Bassam Shakaa : «Ils m’ont arraché les deux jambes, mais cela ne veut dire qu’une chose, c’est que je suis encore plus près de ma terre»
Il serait injuste de prétendre que la Palestine n’a pas produit de grands dirigeants. Elle l’a fait, et Bassam Shakaa, l’ancien maire de Naplouse, décédé le 22 juillet dernier, en était une preuve vivante.
Le prétendu déficit de compétence dans la direction palestinienne peut être imputé au fait que nombre de grands dirigeants ont été assassinés, ou qu’ils croupissent en prison ou encore qu’ils ont été marginalisés politiquement par les factions palestiniennes.
Ce qui est unique avec Shakaa, c’est qu’il a été un véritable dirigeant nationaliste et qu’il a combattu au nom de tous les Palestiniens sans faire montre du moindre préjugé sur le plan de l’idéologie, de l’appartenance à une faction ou à une religion. Shakaa était un dirigeant palestinien inclusif, avec une profonde affinité pour le panarabisme et une conscience permanente de la lutte des classes mondiale.
En un sens, Shakaa a exemplifié l’« intellectuel organique » tel que le décrivait le penseur italien Antonio Gramsci. En effet, il n’était pas un simple « remueur de sentiments et de passions », mais un « participant actif à la vie pratique, en tant que bâtisseur et organisateur – un homme qui convainquait en permanence et pas uniquement un simple orateur ».
La base de soutien de Shakaa était – et est restée – les Palestiniens ordinaires de Naplouse et de toute la Palestine, qui ont toujours été à ses côtés, et de façon mémorable quand le gouvernement israélien avait tenté de l’exiler en 1975, quand l’Autorité palestinienne (AP) l’avait placé en résidence surveillée en 1999 et qu’il a finalement été enterré dans la maison qu’il chérissait, à Naplouse, il y a quelques jours.
Entre sa naissance à Naplouse en 1930 et son décès, Shakaa a mené un combat infatigable en faveur des droits palestiniens. Il a défié Israël, l’AP, l’impérialisme américain et les gouvernements arabes réactionnaires. Tout au long de son périple cahoteux, il a survécu à l’exil, à la prison et à une tentative d’assassinat.
Mais, chez Shakaa, il y avait davantage que son intellect, son éloquence et ses positions guidées par la morale. L’homme représentait la naissance d’une véritable direction palestinienne démocratique qui, issue du peuple, s’exprimait et combattait pour le peuple.
C’est au milieu des années 1970 que Shakaa passa au premier plan en tant que dirigeant nationaliste palestinien, lors d’un événement qui modifia la face de la politique palestinienne jusqu’à ce jour.

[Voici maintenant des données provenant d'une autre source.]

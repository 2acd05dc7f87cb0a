//! Repository trait abstractions
//!
//! One trait per entity kind. The services depend only on these, so the same
//! workflow runs against PostgreSQL or the in-memory store. No business rules
//! live here: writes report affected-row counts and the caller decides what a
//! zero count means.

use async_trait::async_trait;
use serde_json::Value as JsonValue;
use sonata_core::error::AppError;
use sonata_core::models::{
    Analysis, AnalysisState, AnalysisType, AnalysisTypeKey, AnalysisTypeQuery, Donor, FileRecord,
    FileUpdate, Sample, Specimen, Study, UploadRecord, UploadState,
};

#[async_trait]
pub trait StudyRepository: Send + Sync {
    /// Fails with `StudyAlreadyExists` if the id is taken.
    async fn create(&self, study: &Study) -> Result<(), AppError>;

    async fn read(&self, study_id: &str) -> Result<Option<Study>, AppError>;

    async fn exists(&self, study_id: &str) -> Result<bool, AppError>;
}

#[async_trait]
pub trait UploadRepository: Send + Sync {
    /// Fails with `UploadConflict` when another record already holds the business key.
    async fn create(&self, upload: &UploadRecord) -> Result<(), AppError>;

    async fn read(&self, upload_id: &str) -> Result<Option<UploadRecord>, AppError>;

    /// Overwrite every mutable column of the record.
    async fn update(&self, upload: &UploadRecord) -> Result<u64, AppError>;

    /// Store a validation verdict, but only if the record still holds `payload`
    /// and is still waiting for validation. Zero rows means a newer ingestion won.
    /// `validated_type` pins the analysis type version the payload passed against.
    async fn record_validation(
        &self,
        upload_id: &str,
        payload: &str,
        state: UploadState,
        errors: &[String],
        validated_type: Option<&AnalysisTypeKey>,
    ) -> Result<u64, AppError>;

    /// Move a VALIDATED or SAVED record that still holds `payload` to SAVED.
    /// `replaced_payload` is dropped unless `retain_replaced` is set.
    async fn mark_saved(
        &self,
        upload_id: &str,
        payload: &str,
        retain_replaced: bool,
    ) -> Result<u64, AppError>;

    async fn delete(&self, upload_id: &str) -> Result<u64, AppError>;

    async fn find_by_business_key(
        &self,
        study_id: &str,
        analysis_id: &str,
    ) -> Result<Vec<UploadRecord>, AppError>;

    async fn list_by_study(
        &self,
        study_id: &str,
        state: Option<UploadState>,
    ) -> Result<Vec<UploadRecord>, AppError>;
}

#[async_trait]
pub trait AnalysisTypeRepository: Send + Sync {
    /// Store `schema` under the next version of `name`. Version allocation is
    /// serialized per name.
    async fn register(&self, name: &str, schema: &JsonValue) -> Result<AnalysisType, AppError>;

    /// `version: None` reads the latest version.
    async fn read(&self, name: &str, version: Option<i32>)
        -> Result<Option<AnalysisType>, AppError>;

    /// One page of matches (stored schemas) and the total match count.
    async fn list(&self, query: &AnalysisTypeQuery)
        -> Result<(Vec<AnalysisType>, i64), AppError>;
}

#[async_trait]
pub trait AnalysisRepository: Send + Sync {
    /// Insert the analysis, its sample links and its files atomically.
    async fn create(
        &self,
        analysis: &Analysis,
        sample_ids: &[String],
        files: &[FileRecord],
    ) -> Result<(), AppError>;

    async fn read(&self, analysis_id: &str) -> Result<Option<Analysis>, AppError>;

    /// Swap type, info, sample links and files of an analysis that is still
    /// UNPUBLISHED, atomically. Zero rows means it vanished or was published.
    async fn replace_unpublished(
        &self,
        analysis: &Analysis,
        sample_ids: &[String],
        files: &[FileRecord],
    ) -> Result<u64, AppError>;

    async fn update_state(&self, analysis_id: &str, state: AnalysisState)
        -> Result<u64, AppError>;

    async fn sample_ids(&self, analysis_id: &str) -> Result<Vec<String>, AppError>;
}

#[async_trait]
pub trait DonorRepository: Send + Sync {
    async fn create(&self, donor: &Donor) -> Result<(), AppError>;

    async fn read(&self, donor_id: &str) -> Result<Option<Donor>, AppError>;

    async fn update(&self, donor: &Donor) -> Result<u64, AppError>;

    async fn find_by_business_key(
        &self,
        study_id: &str,
        submitter_donor_id: &str,
    ) -> Result<Vec<Donor>, AppError>;
}

#[async_trait]
pub trait SpecimenRepository: Send + Sync {
    async fn create(&self, specimen: &Specimen) -> Result<(), AppError>;

    async fn read(&self, specimen_id: &str) -> Result<Option<Specimen>, AppError>;

    async fn update(&self, specimen: &Specimen) -> Result<u64, AppError>;

    async fn find_by_business_key(
        &self,
        study_id: &str,
        submitter_specimen_id: &str,
    ) -> Result<Vec<Specimen>, AppError>;
}

#[async_trait]
pub trait SampleRepository: Send + Sync {
    async fn create(&self, sample: &Sample) -> Result<(), AppError>;

    async fn read(&self, sample_id: &str) -> Result<Option<Sample>, AppError>;

    async fn update(&self, sample: &Sample) -> Result<u64, AppError>;

    async fn find_by_business_key(
        &self,
        study_id: &str,
        submitter_sample_id: &str,
    ) -> Result<Vec<Sample>, AppError>;
}

#[async_trait]
pub trait FileRepository: Send + Sync {
    async fn read(&self, object_id: &str) -> Result<Option<FileRecord>, AppError>;

    /// Write only the fields present in `update`.
    ///
    /// With `require_unpublished` the owning analysis must be UNPUBLISHED at
    /// the moment of the write, checked atomically with it. Zero rows means the
    /// file is gone or its analysis is in a state that refuses the change.
    async fn apply_update(
        &self,
        object_id: &str,
        update: &FileUpdate,
        require_unpublished: bool,
    ) -> Result<u64, AppError>;

    async fn list_by_analysis(&self, analysis_id: &str) -> Result<Vec<FileRecord>, AppError>;
}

Après avoir occupé Jérusalem-Est, la Cisjordanie et Gaza en juin 1967, le gouvernement israélien décida rapidement de modeler un nouveau statu quo, rendant l’occupation permanente et refusant à l’Organisation de libération de la Palestine (OLP) toute base politique à l’intérieur des territoires nouvellement occupés.
Entre autres choses, le gouvernement israélien avait l’intention de créer une direction palestinienne « alternative » qui se serait engagée avec Israël dans des questions de peu d’importance, non politiques, marginalisant par conséquent l’OLP en même temps que son programme politiquer inclusif.
En avril 1976, le gouvernement israélien, alors dirigé par Yitzhak Rabin, organisa des élections locales en Cisjordanie et à Gaza.
Pour la circonstance, Israël avait constitué un autre groupe de « dirigeants » palestiniens, composé principalement de chefs traditionnels de clans – une petite oligarchie égocentrique qui, historiquement, avait toujours su s’adapter à toute forme de pouvoir étranger venue imposer sa loi aux Palestiniens.
Israël était presque certain que les alliés qu’il avait triés sur le volet étaient prêts à remporter haut la main les élections locales. Mais l’occupation avait eu ses conséquences involontaires, qui avaient surpris les Israéliens eux-mêmes. Pour la première fois depuis la création d’Israël, la totalité de la Palestine historique se trouvait sous contrôle israélien. Cela signifiait aussi qu’une fois de plus, le peuple palestinien faisait partie de la même unité démographique qui avait permis la coordination de la mobilisation politique et de la résistance populaire.
Ces efforts furent grandement facilités par le Front national palestinien (FNP), fondé en 1973 et qui réunissait tous les groupes palestiniens de la Palestine occupée. Ce qui agaçait le plus Israël, c’était le fait que le FNP avait élaboré une ligne politique largement parallèle à celle de l’OLP.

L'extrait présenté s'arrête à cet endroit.